Analyse des performances et des limites techniques
Les temps mesurés (5 timeouts, 8 s de latence, 6 min d’installation) dépassent largement les seuils d’acceptabilité pour une expérience utilisateur fluide. Sur un réseau typique de 2003 (≈56 kbps DSL), le téléchargement de 17 Mo aurait nécessité plus de 40 minutes, mais Gates indique que le téléchargement est « rapide », ce qui suggère que le goulot d’étranglement réside dans les réponses serveur et les traitements côté client.
Le fait que le programme d’installation ne crée aucune entrée dans « Add/Remove Programs » alors que plusieurs paquets « Microsoft Autoupdate » apparaissent, révèle une incohérence du registre et du système de gestion des packages. Cette incohérence peut corrompre le catalogue des correctifs (ex. Q329048, Q810655) et rendre la maintenance du système plus difficile.

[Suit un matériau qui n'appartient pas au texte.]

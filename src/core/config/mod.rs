pub mod data;
pub mod io;
pub mod printing;

pub use data::{Config, ModelConfig, SessionConfig, TimeoutConfig, TurnConfig};
pub use io::ConfigError;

Implications pour l’utilisabilité et la gouvernance
Le courriel de Gates a déclenché une chaîne de réponses internes, assignant la responsabilité du site web à Dave Fester et la gestion des correctifs à Mike Beckerman. Cette répartition montre une prise de conscience de la nécessité d’un sign‑off sur l’expérience utilisateur avant chaque release.
En résumé, le cas expose trois faiblesses majeures : une architecture de distribution fragmentée (site web vs Windows Update), des processus d’installation non atomiques qui bloquent le poste, et une absence de suivi de l’état d’installation dans le registre. Corriger ces points nécessiterait une unification du point d’accès (ex. API de téléchargement unique), la mise en place de mises à jour incrémentielles réellement delta, et une meilleure journalisation des installations pour éviter la perte de données utilisateur.